Los Angeles, 1962: Angela Arden (Busch), einst eine gefeierte Sängerin und Schauspielerin, hat ihre besten Jahre hinter sich. Ihre Karriere liegt schon Jahre brach, sie führt nun als gelangweilte Ehefrau des Filmproduzenten Sol Sussman (hammermäßiger Auftritt von Philip Baker Hall) ein zurückgezogenes Leben in Hollywood. Ihre verwöhnt-zickige Tochter Edith (Lyonne) macht ihr das Leben etwas schwer, und dass ihr schwuler, offenbar sexsüchtiger Sohn (sehr sexy: Stark Sands) gerade vom College geflogen ist, bereitet ihr Sorgen.
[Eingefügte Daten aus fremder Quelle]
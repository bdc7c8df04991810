//! Heap object model
//!
//! Every heap entity is an [`Obj`]: a mark bit, a per-object method table
//! and one of the [`ObjData`] variants. Inter-object references are plain
//! [`ObjRef`] handles; the heap alone decides lifetimes.

use crate::builtins::registry::NativeFn;
use crate::bytecode::Chunk;
use crate::error::VmError;
use crate::value::{ObjRef, Value};
use crate::vm::{CallFrame, Stack};
use std::any::Any;
use std::collections::HashMap;
use std::fmt;
use std::mem::size_of;
use std::rc::Rc;

/// Name -> value table keyed by interned string handles
pub type Table = HashMap<ObjRef, Value>;

/// A heap object
#[derive(Debug)]
pub struct Obj {
    pub(crate) marked: bool,
    /// Callable (or plain) entries looked up by property access
    pub methods: Table,
    pub data: ObjData,
}

impl Obj {
    pub fn new(data: ObjData) -> Self {
        Self {
            marked: false,
            methods: Table::new(),
            data,
        }
    }

    pub fn kind(&self) -> ObjKind {
        self.data.kind()
    }

    /// Bytes attributed to this object by the allocator
    pub(crate) fn footprint(&self) -> usize {
        size_of::<Obj>() + table_footprint(&self.methods) + self.data.footprint()
    }
}

fn table_footprint(table: &Table) -> usize {
    table.capacity() * (size_of::<ObjRef>() + size_of::<Value>())
}

/// Object variant tag
#[derive(Debug, Clone, Copy, PartialEq, Eq, Hash)]
pub enum ObjKind {
    String,
    Array,
    Range,
    Dictionary,
    Function,
    Native,
    Class,
    Instance,
    BoundMethod,
    Module,
    Fiber,
    UserData,
}

impl ObjKind {
    pub fn name(self) -> &'static str {
        match self {
            ObjKind::String => "string",
            ObjKind::Array => "array",
            ObjKind::Range => "range",
            ObjKind::Dictionary => "dictionary",
            ObjKind::Function => "function",
            ObjKind::Native => "native function",
            ObjKind::Class => "class",
            ObjKind::Instance => "instance",
            ObjKind::BoundMethod => "bound method",
            ObjKind::Module => "module",
            ObjKind::Fiber => "fiber",
            ObjKind::UserData => "userdata",
        }
    }
}

impl fmt::Display for ObjKind {
    fn fmt(&self, f: &mut fmt::Formatter<'_>) -> fmt::Result {
        f.write_str(self.name())
    }
}

#[derive(Debug)]
pub enum ObjData {
    String(ObjString),
    Array(ObjArray),
    Range(ObjRange),
    Dictionary(ObjDictionary),
    Function(ObjFunction),
    Native(ObjNative),
    Class(ObjClass),
    Instance(ObjInstance),
    BoundMethod(ObjBoundMethod),
    Module(ObjModule),
    /// `None` while the fiber is the one running on the VM
    Fiber(Option<Box<ObjFiber>>),
    UserData(ObjUserData),
}

impl ObjData {
    pub fn kind(&self) -> ObjKind {
        match self {
            ObjData::String(_) => ObjKind::String,
            ObjData::Array(_) => ObjKind::Array,
            ObjData::Range(_) => ObjKind::Range,
            ObjData::Dictionary(_) => ObjKind::Dictionary,
            ObjData::Function(_) => ObjKind::Function,
            ObjData::Native(_) => ObjKind::Native,
            ObjData::Class(_) => ObjKind::Class,
            ObjData::Instance(_) => ObjKind::Instance,
            ObjData::BoundMethod(_) => ObjKind::BoundMethod,
            ObjData::Module(_) => ObjKind::Module,
            ObjData::Fiber(_) => ObjKind::Fiber,
            ObjData::UserData(_) => ObjKind::UserData,
        }
    }

    fn footprint(&self) -> usize {
        match self {
            ObjData::String(s) => s.chars.len(),
            ObjData::Array(a) => a.items.capacity() * size_of::<Value>(),
            ObjData::Dictionary(d) => d.entries.capacity() * 2 * size_of::<Value>(),
            ObjData::Function(f) => f.chunk.footprint(),
            ObjData::Native(n) => n.name.len(),
            ObjData::Instance(i) => table_footprint(&i.fields),
            ObjData::Fiber(Some(fiber)) => fiber.footprint(),
            _ => 0,
        }
    }
}

/// Immutable interned string
#[derive(Debug)]
pub struct ObjString {
    pub chars: Box<str>,
}

#[derive(Debug, Default)]
pub struct ObjArray {
    pub items: Vec<Value>,
}

/// Most elements a range may be expanded into
pub const MAX_RANGE_LEN: usize = 1 << 24;

/// Half-open numeric range `from..to` advanced by `step`
#[derive(Debug, Clone, Copy, PartialEq)]
pub struct ObjRange {
    pub from: f64,
    pub to: f64,
    pub step: f64,
}

impl ObjRange {
    pub fn new(from: f64, to: f64) -> Self {
        Self { from, to, step: 1.0 }
    }

    /// Whether `cursor` still lies inside the range for its step direction
    pub fn contains(&self, cursor: f64) -> bool {
        if self.step > 0.0 {
            cursor < self.to
        } else {
            cursor > self.to
        }
    }

    /// Cursor after `cursor`; an error when the step is lost to rounding
    pub fn advance(&self, cursor: f64) -> Result<f64, VmError> {
        let next = cursor + self.step;
        if next == cursor {
            return Err(VmError::Runtime(format!(
                "range {}..{} cannot advance by {} past {}",
                self.from, self.to, self.step, cursor
            )));
        }
        Ok(next)
    }

    /// Number of values the range visits
    pub fn len(&self) -> Result<usize, VmError> {
        if self.step == 0.0 || !self.step.is_finite() {
            return Ok(0);
        }
        let count = ((self.to - self.from) / self.step).ceil();
        if count.is_nan() || count <= 0.0 {
            return Ok(0);
        }
        if count > MAX_RANGE_LEN as f64 {
            return Err(VmError::Runtime(format!(
                "range {}..{} step {} has more than {} elements",
                self.from, self.to, self.step, MAX_RANGE_LEN
            )));
        }
        Ok(count as usize)
    }

    pub fn is_empty(&self) -> bool {
        matches!(self.len(), Ok(0))
    }

    /// Every value the range visits, in order
    pub fn values(&self) -> Result<Vec<f64>, VmError> {
        let len = self.len()?;
        let mut out = Vec::with_capacity(len);
        if len == 0 {
            return Ok(out);
        }
        let mut cursor = self.from;
        while self.contains(cursor) {
            if out.len() >= MAX_RANGE_LEN {
                return Err(VmError::Runtime(format!(
                    "range {}..{} step {} has more than {} elements",
                    self.from, self.to, self.step, MAX_RANGE_LEN
                )));
            }
            out.push(cursor);
            cursor = self.advance(cursor)?;
        }
        Ok(out)
    }
}

/// Hash map keyed by value identity (strings are interned, so equal text is the same key)
#[derive(Debug, Default)]
pub struct ObjDictionary {
    pub entries: HashMap<Value, Value>,
}

#[derive(Debug)]
pub struct ObjFunction {
    pub name: ObjRef,
    pub arity: u8,
    pub is_async: bool,
    pub chunk: Rc<Chunk>,
    /// Module whose globals this function resolves against; `None` = process globals
    pub module: Option<ObjRef>,
}

pub struct ObjNative {
    pub name: String,
    /// Declared argument count, `-1` for variadic
    pub arity: i8,
    pub function: NativeFn,
}

impl fmt::Debug for ObjNative {
    fn fmt(&self, f: &mut fmt::Formatter<'_>) -> fmt::Result {
        f.debug_struct("ObjNative")
            .field("name", &self.name)
            .field("arity", &self.arity)
            .finish()
    }
}

/// Methods live in the owning [`Obj::methods`] table
#[derive(Debug)]
pub struct ObjClass {
    pub name: ObjRef,
}

/// Instances start with a copy of their class's methods in [`Obj::methods`]
#[derive(Debug)]
pub struct ObjInstance {
    pub class: ObjRef,
    pub fields: Table,
}

#[derive(Debug)]
pub struct ObjBoundMethod {
    pub receiver: Value,
    /// A function or native function
    pub method: ObjRef,
}

/// Module globals live in the owning [`Obj::methods`] table
#[derive(Debug)]
pub struct ObjModule {
    pub name: ObjRef,
    /// Scope of the importer (`None` = process globals)
    pub caller: Option<ObjRef>,
}

/// What a fiber was created for
#[derive(Debug, Clone, Copy, PartialEq, Eq)]
pub enum FiberKind {
    Root,
    Async,
    Module,
}

#[derive(Debug, Clone, Copy, PartialEq, Eq)]
pub enum FiberState {
    /// Spawned, never run
    Ready,
    Running,
    /// Handed control to the fiber that names it as caller
    Waiting,
    /// Parked on a timer
    Suspended,
    Done,
}

/// An independently suspendable execution context
#[derive(Debug)]
pub struct ObjFiber {
    pub stack: Stack,
    pub frames: Vec<CallFrame>,
    pub caller: Option<ObjRef>,
    pub kind: FiberKind,
    pub state: FiberState,
    /// Module being constructed by this fiber
    pub module: Option<ObjRef>,
}

impl ObjFiber {
    pub fn new(kind: FiberKind, stack: Stack) -> Self {
        Self {
            stack,
            frames: Vec::new(),
            caller: None,
            kind,
            state: FiberState::Ready,
            module: None,
        }
    }

    pub(crate) fn footprint(&self) -> usize {
        self.stack.footprint() + self.frames.capacity() * size_of::<CallFrame>()
    }
}

type Destructor = Box<dyn FnOnce(Box<dyn Any>)>;

/// Opaque host state with an optional destructor, run when the object is swept
pub struct ObjUserData {
    data: Option<Box<dyn Any>>,
    destructor: Option<Destructor>,
}

impl ObjUserData {
    pub fn new(data: Box<dyn Any>, destructor: Option<Destructor>) -> Self {
        Self {
            data: Some(data),
            destructor,
        }
    }

    pub fn data(&self) -> Option<&dyn Any> {
        self.data.as_deref()
    }

    pub fn data_mut(&mut self) -> Option<&mut dyn Any> {
        self.data.as_deref_mut()
    }
}

impl Drop for ObjUserData {
    fn drop(&mut self) {
        if let (Some(data), Some(destructor)) = (self.data.take(), self.destructor.take()) {
            destructor(data);
        }
    }
}

impl fmt::Debug for ObjUserData {
    fn fmt(&self, f: &mut fmt::Formatter<'_>) -> fmt::Result {
        f.debug_struct("ObjUserData")
            .field("has_destructor", &self.destructor.is_some())
            .finish()
    }
}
Ansonsten wird ihr Haushalt von der ständig alkoholisierten, unentwegt aus der Bibel zitierenden Bootsie Carp (Conroy) geschmissen, und Angela kümmert sich um ihre Schoßhündchen und ihren Garten: »Ich scheine einen grünen Daumen für alles zu haben — außer dafür, Kinder zu erziehen.« — Ihre Affäre mit Tony Parker (Jason Priestley in der besten Rolle seiner Karriere!), einem gescheiterten Schauspieler, Tennisprofi und Gigolo, bringt etwas Abwechslung in ihr eintöniges Dasein. Als Sol von dieser Liaison Wind bekommt und Angela den Geldhahn zuziehen will, fasst diese den teuflischen Plan, ihn mit einem vergifteten Einlauf ins Jenseits zu befördern. Was nun folgt, ist eine Mischung aus Whodunit, Intrigenspiel und Familiendrama, zum Schreien komisch und zum Heulen tragisch. Nichts ist, wie es scheint, die grantige Tochter will ihre Mutter aus dem Weg räumen und verabreicht ihr LSD im Kaffee — The Big Cube lässt grüßen —, und am Ende erwachen einige längst vergessene Leichen im Keller der Familie Sussman wieder zum Leben…
Leider ist der Film in Deutschland nie erschienen, aber die DVD ist als US-Import nach wie vor erhältlich und ein absolutes Muss für jeden, der die Sechziger liebt!